One big area is interpreting coverage for new-to-market products. When a therapy first launches, plans handle it differently: some cover right away, some hold it based on internal review cycles, and others wait to see what competitors do. It can look inconsistent and confusing from the outside.

Because we have strong relationships with payers, we often get the “why” behind those decisions. We can talk to payers, gather their rationale, and translate that back to clients in a simple, actionable way. That transparency is a big part of the value we provide.

Which company principle resonates most with you?

For me: kindness, empathy, and grace. I’m a big believer in the saying, “People may not remember what you said, but they’ll remember how you made them feel.” Everyone has tough days, and our clients face enormous pressure. I try to approach every interaction with empathy and respect, which really goes a long way.

What would you tell someone just starting their career with MMIT?

Be a sponge. Soak up everything. The internal language, the pharma terminology, the endless abbreviations…nobody understands it all in week one, or even month one, and that’s okay. Ask questions, even if you feel like you’re asking them a lot. When I was new, I probably drove people crazy with how many questions I had, but everyone was patient and helpful. I try to pay that forward.

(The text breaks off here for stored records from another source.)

//! Recursive character text splitter.
//!
//! Splits on the coarsest separator that occurs in the text (paragraphs, then
//! lines, then words, then characters), recursing into pieces that are still
//! too long, and greedily merges the pieces back into chunks of at most
//! `chunk_size` characters. Consecutive chunks share up to `chunk_overlap`
//! characters of trailing pieces.

use std::collections::VecDeque;

use quire_core::{config::ChunkingConfig, vector::Chunk};

use crate::{Page, Result};

const SEPARATORS: [&str; 4] = ["\n\n", "\n", " ", ""];

/// Splits text into overlapping chunks. Lengths are measured in characters.
#[derive(Debug, Clone)]
pub struct RecursiveSplitter {
  config: ChunkingConfig,
}

impl RecursiveSplitter {
  pub fn new(config: ChunkingConfig) -> Result<Self> {
    config.validate()?;
    Ok(Self { config })
  }

  pub fn config(&self) -> &ChunkingConfig { &self.config }

  /// Split every page and number the chunks across the whole document.
  pub fn split_pages(&self, pages: &[Page]) -> Vec<Chunk> {
    let mut index = 0u32;
    let mut chunks = Vec::new();
    for page in pages {
      for text in self.split_text(&page.text) {
        chunks.push(Chunk { text, page: Some(page.number), index });
        index += 1;
      }
    }
    chunks
  }

  /// Split a single text into chunks, trimmed and non-empty.
  pub fn split_text(&self, text: &str) -> Vec<String> {
    self.split_with(text, &SEPARATORS)
  }

  fn split_with(&self, text: &str, separators: &[&str]) -> Vec<String> {
    // The empty separator always matches, so `position` finds something
    // whenever the list ends with it.
    let idx = separators
      .iter()
      .position(|sep| sep.is_empty() || text.contains(sep))
      .unwrap_or(separators.len().saturating_sub(1));
    let separator = separators.get(idx).copied().unwrap_or("");
    let finer = separators.get(idx + 1..).unwrap_or(&[]);

    let pieces: Vec<&str> = if separator.is_empty() {
      text.char_indices().map(|(i, c)| &text[i..i + c.len_utf8()]).collect()
    } else {
      text.split(separator).filter(|p| !p.is_empty()).collect()
    };

    let mut chunks = Vec::new();
    let mut fitting: Vec<&str> = Vec::new();
    for piece in pieces {
      if char_len(piece) < self.config.chunk_size {
        fitting.push(piece);
        continue;
      }
      if !fitting.is_empty() {
        chunks.extend(self.merge(&fitting, separator));
        fitting.clear();
      }
      if finer.is_empty() {
        chunks.push(piece.trim().to_string());
      } else {
        chunks.extend(self.split_with(piece, finer));
      }
    }
    if !fitting.is_empty() {
      chunks.extend(self.merge(&fitting, separator));
    }
    chunks.retain(|c| !c.is_empty());
    chunks
  }

  /// Greedily join `pieces` with `separator` into chunks of at most
  /// `chunk_size` characters, carrying trailing pieces over as overlap.
  fn merge(&self, pieces: &[&str], separator: &str) -> Vec<String> {
    let size = self.config.chunk_size;
    let overlap = self.config.chunk_overlap;
    let sep_len = char_len(separator);

    let mut chunks = Vec::new();
    let mut window: VecDeque<(&str, usize)> = VecDeque::new();
    let mut total = 0usize;

    for &piece in pieces {
      let len = char_len(piece);
      let joiner = if window.is_empty() { 0 } else { sep_len };

      if total + len + joiner > size && !window.is_empty() {
        push_joined(&mut chunks, &window, separator);

        // Shed leading pieces until what remains fits as overlap and leaves
        // room for the incoming piece.
        loop {
          let joiner = if window.is_empty() { 0 } else { sep_len };
          let must_shed = total > overlap || (total > 0 && total + len + joiner > size);
          if !must_shed {
            break;
          }
          let Some((_, first_len)) = window.pop_front() else { break };
          let freed_sep = if window.is_empty() { 0 } else { sep_len };
          total -= first_len + freed_sep;
        }
      }

      let joiner = if window.is_empty() { 0 } else { sep_len };
      window.push_back((piece, len));
      total += len + joiner;
    }

    push_joined(&mut chunks, &window, separator);
    chunks
  }
}

fn push_joined(chunks: &mut Vec<String>, window: &VecDeque<(&str, usize)>, separator: &str) {
  let joined = window.iter().map(|(p, _)| *p).collect::<Vec<_>>().join(separator);
  let trimmed = joined.trim();
  if !trimmed.is_empty() {
    chunks.push(trimmed.to_string());
  }
}

fn char_len(s: &str) -> usize { s.chars().count() }

#[cfg(test)]
mod tests {
  use super::*;

  fn splitter(size: usize, overlap: usize) -> RecursiveSplitter {
    RecursiveSplitter::new(ChunkingConfig { chunk_size: size, chunk_overlap: overlap })
      .unwrap()
  }

  fn words(n: usize) -> String {
    (0..n).map(|i| format!("word{i:03}")).collect::<Vec<_>>().join(" ")
  }

  #[test]
  fn short_text_is_one_chunk() {
    let chunks = splitter(1000, 200).split_text("  Hello world. This is a test.\n");
    assert_eq!(chunks, vec!["Hello world. This is a test."]);
  }

  #[test]
  fn empty_and_blank_text() {
    assert!(splitter(100, 10).split_text("").is_empty());
    assert!(splitter(100, 10).split_text(" \n\n \n").is_empty());
  }

  #[test]
  fn chunks_respect_size() {
    let text = words(500);
    let chunks = splitter(100, 20).split_text(&text);
    assert!(chunks.len() > 1);
    for c in &chunks {
      assert!(c.chars().count() <= 100, "chunk too long: {}", c.len());
    }
  }

  #[test]
  fn consecutive_chunks_overlap() {
    let text = words(200);
    let chunks = splitter(80, 30).split_text(&text);
    assert!(chunks.len() > 2);
    for pair in chunks.windows(2) {
      let last_word = pair[0].split(' ').next_back().unwrap();
      assert!(
        pair[1].starts_with(last_word) || pair[1].contains(last_word),
        "no overlap between {:?} and {:?}",
        pair[0],
        pair[1]
      );
    }
  }

  #[test]
  fn zero_overlap_partitions_words() {
    let text = words(100);
    let chunks = splitter(64, 0).split_text(&text);
    let rejoined: Vec<&str> = chunks.iter().flat_map(|c| c.split(' ')).collect();
    let original: Vec<&str> = text.split(' ').collect();
    assert_eq!(rejoined, original);
  }

  #[test]
  fn paragraphs_preferred_over_words() {
    let text = "alpha beta gamma\n\ndelta epsilon zeta";
    let chunks = splitter(20, 0).split_text(text);
    assert_eq!(chunks, vec!["alpha beta gamma", "delta epsilon zeta"]);
  }

  #[test]
  fn unbroken_run_falls_back_to_characters() {
    let text = "x".repeat(250);
    let chunks = splitter(100, 10).split_text(&text);
    assert!(chunks.len() >= 3);
    assert!(chunks.iter().all(|c| c.chars().count() <= 100));
  }

  #[test]
  fn multibyte_text_is_split_on_char_boundaries() {
    let text = "é".repeat(150);
    let chunks = splitter(50, 5).split_text(&text);
    assert!(chunks.iter().all(|c| c.chars().count() <= 50));
  }

  #[test]
  fn pages_are_numbered_and_indexed() {
    let pages = vec![
      Page { number: 1, text: words(40) },
      Page { number: 3, text: "tail page".to_string() },
    ];
    let chunks = splitter(100, 0).split_pages(&pages);
    assert!(chunks.len() >= 3);
    for (i, c) in chunks.iter().enumerate() {
      assert_eq!(c.index, i as u32);
    }
    let last = chunks.last().unwrap();
    assert_eq!(last.page, Some(3));
    assert_eq!(last.text, "tail page");
    assert_eq!(chunks[0].page, Some(1));
  }

  #[test]
  fn invalid_config_rejected() {
    let err = RecursiveSplitter::new(ChunkingConfig { chunk_size: 10, chunk_overlap: 10 });
    assert!(err.is_err());
  }
}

I’d also encourage new hires to be visible—even in a remote world. Turn your camera on. Participate. Don’t quietly coast. There is so much opportunity here, and the people who get the most out of it are the ones who engage.

What do you like most about working at MMIT?

The team, hands down. I’ve had the same manager since 2018, and our dynamic has grown and evolved along with my career. The access advisor team is close-knit, supportive, and curious. There’s no such thing as a dumb question, and that mindset really matters, especially in a remote environment. With a stats background, I could have taken my career in many directions, but the people here are what make me want to stay.

What do you like to do outside of work?

Chess is still a huge part of my life. At least once a week, I hop on a train into NYC to play in a tournament, and I play online constantly. I also travel for bigger events when I can.

I grew up playing sports and I’m extremely competitive. I still play men’s softball, and in the last few years I’ve gotten addicted to pickleball. Oddly enough, it’s a lot like chess—strategy meets patience meets timing. It’s social, great exercise, and just plain fun. I even love the sound of the ball. So if I ever go missing, I’m probably on a pickleball court!

I also recently got engaged in August, and I love traveling and trying out new restaurants with my fiancée whenever we can.